Please repeat the records exactly from their first line, finishing at the line containing "pub struct HttpFetcher" and including it.

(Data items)
..........

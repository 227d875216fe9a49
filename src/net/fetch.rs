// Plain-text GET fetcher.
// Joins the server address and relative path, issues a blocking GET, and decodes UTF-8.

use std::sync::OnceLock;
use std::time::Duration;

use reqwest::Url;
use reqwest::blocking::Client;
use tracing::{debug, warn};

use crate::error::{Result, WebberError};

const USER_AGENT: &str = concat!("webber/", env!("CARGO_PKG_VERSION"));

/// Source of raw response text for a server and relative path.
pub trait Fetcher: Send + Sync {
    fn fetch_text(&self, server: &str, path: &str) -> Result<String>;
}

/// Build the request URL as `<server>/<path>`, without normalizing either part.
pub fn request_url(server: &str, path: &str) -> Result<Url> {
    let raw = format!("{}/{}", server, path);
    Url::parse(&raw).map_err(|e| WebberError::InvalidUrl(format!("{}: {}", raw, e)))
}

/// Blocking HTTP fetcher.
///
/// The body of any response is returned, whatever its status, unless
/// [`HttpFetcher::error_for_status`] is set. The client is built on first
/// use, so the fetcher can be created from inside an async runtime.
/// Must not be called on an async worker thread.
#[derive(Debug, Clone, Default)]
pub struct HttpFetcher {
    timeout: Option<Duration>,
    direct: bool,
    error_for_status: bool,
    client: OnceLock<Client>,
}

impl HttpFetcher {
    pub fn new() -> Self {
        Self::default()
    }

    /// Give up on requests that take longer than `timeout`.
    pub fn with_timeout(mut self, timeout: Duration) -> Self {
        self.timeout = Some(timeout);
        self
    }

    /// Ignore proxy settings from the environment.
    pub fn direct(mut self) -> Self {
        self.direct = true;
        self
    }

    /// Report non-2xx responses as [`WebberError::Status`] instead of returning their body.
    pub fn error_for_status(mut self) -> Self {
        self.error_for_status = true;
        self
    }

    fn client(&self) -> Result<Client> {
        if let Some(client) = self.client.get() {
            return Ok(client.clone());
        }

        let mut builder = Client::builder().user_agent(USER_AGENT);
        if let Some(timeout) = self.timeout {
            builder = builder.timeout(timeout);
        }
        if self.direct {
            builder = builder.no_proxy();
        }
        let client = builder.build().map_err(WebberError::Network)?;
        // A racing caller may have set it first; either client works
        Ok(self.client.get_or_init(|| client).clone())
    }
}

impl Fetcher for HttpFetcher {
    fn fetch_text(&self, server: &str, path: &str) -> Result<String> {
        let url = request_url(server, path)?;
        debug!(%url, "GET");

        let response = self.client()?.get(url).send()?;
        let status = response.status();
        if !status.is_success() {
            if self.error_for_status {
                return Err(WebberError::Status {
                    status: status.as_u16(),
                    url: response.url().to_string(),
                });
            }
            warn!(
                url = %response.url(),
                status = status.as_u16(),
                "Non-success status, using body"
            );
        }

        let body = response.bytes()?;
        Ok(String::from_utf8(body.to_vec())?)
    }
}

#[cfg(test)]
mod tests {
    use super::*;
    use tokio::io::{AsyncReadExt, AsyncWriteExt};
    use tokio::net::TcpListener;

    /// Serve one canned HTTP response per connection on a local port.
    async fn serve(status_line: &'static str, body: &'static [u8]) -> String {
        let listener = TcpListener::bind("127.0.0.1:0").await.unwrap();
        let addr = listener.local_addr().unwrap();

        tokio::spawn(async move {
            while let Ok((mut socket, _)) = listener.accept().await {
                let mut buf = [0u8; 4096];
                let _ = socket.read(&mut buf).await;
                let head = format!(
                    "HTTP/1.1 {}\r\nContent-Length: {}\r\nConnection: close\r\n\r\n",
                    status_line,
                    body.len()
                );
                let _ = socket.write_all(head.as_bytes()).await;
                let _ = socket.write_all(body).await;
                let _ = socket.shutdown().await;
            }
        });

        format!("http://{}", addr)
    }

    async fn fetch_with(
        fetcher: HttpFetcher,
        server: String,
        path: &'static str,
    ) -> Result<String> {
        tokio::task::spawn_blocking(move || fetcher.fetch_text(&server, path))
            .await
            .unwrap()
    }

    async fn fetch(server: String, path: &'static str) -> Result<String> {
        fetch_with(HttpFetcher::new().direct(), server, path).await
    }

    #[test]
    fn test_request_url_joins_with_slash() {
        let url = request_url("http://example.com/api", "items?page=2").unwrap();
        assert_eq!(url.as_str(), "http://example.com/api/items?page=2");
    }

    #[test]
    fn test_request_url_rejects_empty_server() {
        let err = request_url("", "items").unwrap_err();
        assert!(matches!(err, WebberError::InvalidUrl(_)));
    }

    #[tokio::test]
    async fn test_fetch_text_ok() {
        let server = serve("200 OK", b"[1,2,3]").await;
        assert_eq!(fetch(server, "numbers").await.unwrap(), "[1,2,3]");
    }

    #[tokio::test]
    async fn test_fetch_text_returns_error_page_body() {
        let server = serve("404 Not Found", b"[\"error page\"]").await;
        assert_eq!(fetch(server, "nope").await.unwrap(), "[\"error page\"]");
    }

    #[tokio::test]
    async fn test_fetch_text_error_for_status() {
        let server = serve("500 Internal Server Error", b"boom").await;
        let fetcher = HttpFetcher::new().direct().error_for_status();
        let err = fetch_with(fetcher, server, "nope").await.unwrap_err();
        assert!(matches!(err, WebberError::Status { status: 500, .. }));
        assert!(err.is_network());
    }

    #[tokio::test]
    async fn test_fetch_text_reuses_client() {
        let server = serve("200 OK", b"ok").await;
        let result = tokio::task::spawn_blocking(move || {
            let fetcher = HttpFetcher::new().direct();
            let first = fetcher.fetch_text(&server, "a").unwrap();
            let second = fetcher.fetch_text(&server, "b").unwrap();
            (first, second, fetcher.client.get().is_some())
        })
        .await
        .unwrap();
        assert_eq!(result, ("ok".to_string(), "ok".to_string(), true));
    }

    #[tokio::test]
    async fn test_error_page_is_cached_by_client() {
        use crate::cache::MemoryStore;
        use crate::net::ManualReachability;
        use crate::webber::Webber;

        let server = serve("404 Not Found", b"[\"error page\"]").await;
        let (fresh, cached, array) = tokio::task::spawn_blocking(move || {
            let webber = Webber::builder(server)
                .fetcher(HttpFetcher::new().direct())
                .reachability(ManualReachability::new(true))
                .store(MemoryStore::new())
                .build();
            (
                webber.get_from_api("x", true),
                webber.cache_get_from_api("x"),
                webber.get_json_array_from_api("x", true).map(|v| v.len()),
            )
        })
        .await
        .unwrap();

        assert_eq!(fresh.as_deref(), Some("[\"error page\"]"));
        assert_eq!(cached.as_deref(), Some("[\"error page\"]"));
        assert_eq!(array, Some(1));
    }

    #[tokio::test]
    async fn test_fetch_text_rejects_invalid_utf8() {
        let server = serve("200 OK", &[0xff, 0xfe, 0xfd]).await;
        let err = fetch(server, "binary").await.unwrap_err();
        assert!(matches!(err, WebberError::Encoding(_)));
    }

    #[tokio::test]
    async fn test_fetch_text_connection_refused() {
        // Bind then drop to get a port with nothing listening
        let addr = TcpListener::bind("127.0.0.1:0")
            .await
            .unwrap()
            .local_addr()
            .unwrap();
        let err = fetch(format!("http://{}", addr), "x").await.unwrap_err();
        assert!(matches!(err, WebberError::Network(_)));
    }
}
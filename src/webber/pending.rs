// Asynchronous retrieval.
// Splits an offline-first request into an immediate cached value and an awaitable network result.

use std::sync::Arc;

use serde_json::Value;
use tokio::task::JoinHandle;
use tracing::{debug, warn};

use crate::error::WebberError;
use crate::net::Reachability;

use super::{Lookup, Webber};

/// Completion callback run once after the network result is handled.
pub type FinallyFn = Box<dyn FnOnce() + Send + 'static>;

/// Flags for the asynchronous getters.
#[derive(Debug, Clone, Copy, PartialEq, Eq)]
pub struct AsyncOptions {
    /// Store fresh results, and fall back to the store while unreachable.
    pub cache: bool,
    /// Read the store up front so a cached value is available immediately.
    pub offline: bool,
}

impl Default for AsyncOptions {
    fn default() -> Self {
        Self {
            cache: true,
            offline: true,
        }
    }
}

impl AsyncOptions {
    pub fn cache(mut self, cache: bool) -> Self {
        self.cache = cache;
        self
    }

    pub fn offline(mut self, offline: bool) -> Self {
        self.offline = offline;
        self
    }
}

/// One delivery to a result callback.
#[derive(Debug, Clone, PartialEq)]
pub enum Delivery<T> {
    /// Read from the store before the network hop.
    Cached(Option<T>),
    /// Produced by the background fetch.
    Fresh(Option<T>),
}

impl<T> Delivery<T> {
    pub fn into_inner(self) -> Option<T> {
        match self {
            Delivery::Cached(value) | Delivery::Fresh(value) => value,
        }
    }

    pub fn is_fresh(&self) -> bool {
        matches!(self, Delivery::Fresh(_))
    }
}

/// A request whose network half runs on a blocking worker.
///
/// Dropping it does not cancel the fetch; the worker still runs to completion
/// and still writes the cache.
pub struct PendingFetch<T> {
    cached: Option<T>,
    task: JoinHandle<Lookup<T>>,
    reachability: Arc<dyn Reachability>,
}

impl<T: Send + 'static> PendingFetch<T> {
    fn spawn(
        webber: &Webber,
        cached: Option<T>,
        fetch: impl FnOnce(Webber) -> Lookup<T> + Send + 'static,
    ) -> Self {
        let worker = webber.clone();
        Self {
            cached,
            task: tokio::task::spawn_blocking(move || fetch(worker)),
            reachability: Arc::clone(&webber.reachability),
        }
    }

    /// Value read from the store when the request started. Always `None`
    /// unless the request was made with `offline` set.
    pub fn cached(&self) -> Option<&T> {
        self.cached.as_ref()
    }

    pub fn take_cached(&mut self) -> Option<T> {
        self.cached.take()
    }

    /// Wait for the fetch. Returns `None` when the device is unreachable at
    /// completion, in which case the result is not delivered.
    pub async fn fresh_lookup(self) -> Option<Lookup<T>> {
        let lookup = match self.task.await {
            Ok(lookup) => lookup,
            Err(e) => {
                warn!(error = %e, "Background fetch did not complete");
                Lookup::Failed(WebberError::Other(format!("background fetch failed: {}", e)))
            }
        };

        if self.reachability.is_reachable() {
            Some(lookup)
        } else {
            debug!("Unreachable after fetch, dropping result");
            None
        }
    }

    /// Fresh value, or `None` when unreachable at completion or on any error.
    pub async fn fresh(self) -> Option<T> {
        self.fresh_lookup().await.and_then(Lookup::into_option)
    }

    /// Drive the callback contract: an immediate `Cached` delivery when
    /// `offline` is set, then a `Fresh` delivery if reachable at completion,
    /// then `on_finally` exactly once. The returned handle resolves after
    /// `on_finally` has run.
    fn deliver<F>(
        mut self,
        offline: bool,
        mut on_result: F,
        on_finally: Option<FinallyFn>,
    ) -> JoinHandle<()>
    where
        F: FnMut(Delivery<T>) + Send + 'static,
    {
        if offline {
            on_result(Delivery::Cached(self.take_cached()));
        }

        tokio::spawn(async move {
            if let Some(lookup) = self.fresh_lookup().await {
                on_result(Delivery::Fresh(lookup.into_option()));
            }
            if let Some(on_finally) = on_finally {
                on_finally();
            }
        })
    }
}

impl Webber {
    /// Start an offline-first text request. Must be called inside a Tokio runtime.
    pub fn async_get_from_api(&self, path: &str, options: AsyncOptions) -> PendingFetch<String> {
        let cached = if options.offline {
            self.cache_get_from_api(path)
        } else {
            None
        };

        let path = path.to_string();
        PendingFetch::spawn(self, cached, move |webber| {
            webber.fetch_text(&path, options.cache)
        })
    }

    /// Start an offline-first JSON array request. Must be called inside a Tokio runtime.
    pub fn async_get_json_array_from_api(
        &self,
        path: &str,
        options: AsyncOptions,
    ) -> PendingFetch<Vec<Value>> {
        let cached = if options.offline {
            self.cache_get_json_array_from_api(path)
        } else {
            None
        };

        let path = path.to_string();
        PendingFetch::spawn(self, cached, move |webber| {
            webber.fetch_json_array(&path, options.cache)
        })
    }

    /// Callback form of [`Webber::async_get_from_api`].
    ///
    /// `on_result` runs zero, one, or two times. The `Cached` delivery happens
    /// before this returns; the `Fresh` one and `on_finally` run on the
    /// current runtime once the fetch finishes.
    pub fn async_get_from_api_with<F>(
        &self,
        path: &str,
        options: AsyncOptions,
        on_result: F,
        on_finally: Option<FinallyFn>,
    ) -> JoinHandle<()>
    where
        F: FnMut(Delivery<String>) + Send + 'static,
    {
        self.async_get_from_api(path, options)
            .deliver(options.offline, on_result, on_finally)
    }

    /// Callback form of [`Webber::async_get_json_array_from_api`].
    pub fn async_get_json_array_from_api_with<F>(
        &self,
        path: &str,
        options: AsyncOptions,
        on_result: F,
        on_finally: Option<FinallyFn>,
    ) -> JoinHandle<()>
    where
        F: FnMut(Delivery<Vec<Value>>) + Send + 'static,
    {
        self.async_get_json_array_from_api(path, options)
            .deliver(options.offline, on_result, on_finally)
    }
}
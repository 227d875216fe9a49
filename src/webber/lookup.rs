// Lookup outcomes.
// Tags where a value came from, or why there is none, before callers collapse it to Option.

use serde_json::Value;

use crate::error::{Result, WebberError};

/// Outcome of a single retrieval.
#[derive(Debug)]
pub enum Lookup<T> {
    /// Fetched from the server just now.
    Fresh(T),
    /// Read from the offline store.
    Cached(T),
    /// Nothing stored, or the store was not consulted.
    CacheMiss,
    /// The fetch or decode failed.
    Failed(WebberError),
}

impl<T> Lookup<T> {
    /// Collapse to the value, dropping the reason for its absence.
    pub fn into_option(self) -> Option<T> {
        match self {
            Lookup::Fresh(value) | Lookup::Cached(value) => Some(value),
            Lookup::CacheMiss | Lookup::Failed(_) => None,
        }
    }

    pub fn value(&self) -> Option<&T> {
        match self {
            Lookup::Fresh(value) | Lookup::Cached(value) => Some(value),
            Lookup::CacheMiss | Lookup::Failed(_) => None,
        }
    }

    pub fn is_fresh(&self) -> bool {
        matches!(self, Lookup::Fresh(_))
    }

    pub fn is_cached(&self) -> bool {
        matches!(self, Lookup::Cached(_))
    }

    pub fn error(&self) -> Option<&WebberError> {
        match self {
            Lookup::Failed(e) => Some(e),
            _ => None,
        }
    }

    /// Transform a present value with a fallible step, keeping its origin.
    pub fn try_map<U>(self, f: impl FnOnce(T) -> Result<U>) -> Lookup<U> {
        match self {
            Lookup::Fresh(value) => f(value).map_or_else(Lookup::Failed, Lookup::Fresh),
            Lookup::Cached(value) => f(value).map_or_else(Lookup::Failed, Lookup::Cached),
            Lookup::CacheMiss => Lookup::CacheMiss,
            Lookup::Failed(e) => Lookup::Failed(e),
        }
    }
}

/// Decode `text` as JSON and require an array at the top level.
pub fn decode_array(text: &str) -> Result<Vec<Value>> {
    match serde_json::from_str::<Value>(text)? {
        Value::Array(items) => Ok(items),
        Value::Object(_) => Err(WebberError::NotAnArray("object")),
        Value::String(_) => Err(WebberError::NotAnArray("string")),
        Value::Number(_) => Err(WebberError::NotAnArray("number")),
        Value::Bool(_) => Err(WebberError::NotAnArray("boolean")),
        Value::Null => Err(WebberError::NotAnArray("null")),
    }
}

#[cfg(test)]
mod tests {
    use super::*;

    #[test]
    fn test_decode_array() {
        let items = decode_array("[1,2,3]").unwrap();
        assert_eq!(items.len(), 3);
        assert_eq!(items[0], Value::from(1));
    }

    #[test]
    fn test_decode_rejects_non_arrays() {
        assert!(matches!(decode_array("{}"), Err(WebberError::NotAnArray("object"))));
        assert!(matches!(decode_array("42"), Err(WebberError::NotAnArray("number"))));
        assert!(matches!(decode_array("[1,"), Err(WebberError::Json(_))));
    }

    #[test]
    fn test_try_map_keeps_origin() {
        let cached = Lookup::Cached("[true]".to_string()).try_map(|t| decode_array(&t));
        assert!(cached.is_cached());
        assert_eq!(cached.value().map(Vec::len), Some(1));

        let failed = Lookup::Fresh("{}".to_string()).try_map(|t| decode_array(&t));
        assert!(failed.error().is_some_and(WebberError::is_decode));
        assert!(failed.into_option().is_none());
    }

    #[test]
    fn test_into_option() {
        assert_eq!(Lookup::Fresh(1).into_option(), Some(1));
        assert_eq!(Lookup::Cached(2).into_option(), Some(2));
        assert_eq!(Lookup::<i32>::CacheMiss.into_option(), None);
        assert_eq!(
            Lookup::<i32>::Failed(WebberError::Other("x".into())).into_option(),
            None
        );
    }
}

..........

= Written response =
repository 227d875216fe9a49
filename src/net/fetch.rs
// Plain-text GET fetcher.
// Joins the server address and relative path, issues a blocking GET, and decodes UTF-8.

use std::sync::OnceLock;
use std::time::Duration;

use reqwest::Url;
use reqwest::blocking::Client;
use tracing::{debug, warn};

use crate::error::{Result, WebberError};

const USER_AGENT: &str = concat!("webber/", env!("CARGO_PKG_VERSION"));

/// Source of raw response text for a server and relative path.
pub trait Fetcher: Send + Sync {
    fn fetch_text(&self, server: &str, path: &str) -> Result<String>;
}

/// Build the request URL as `<server>/<path>`, without normalizing either part.
pub fn request_url(server: &str, path: &str) -> Result<Url> {
    let raw = format!("{}/{}", server, path);
    Url::parse(&raw).map_err(|e| WebberError::InvalidUrl(format!("{}: {}", raw, e)))
}

/// Blocking HTTP fetcher.
///
/// The body of any response is returned, whatever its status, unless
/// [`HttpFetcher::error_for_status`] is set. The client is built on first
/// use, so the fetcher can be created from inside an async runtime.
/// Must not be called on an async worker thread.
#[derive(Debug, Clone, Default)]
pub struct HttpFetcher {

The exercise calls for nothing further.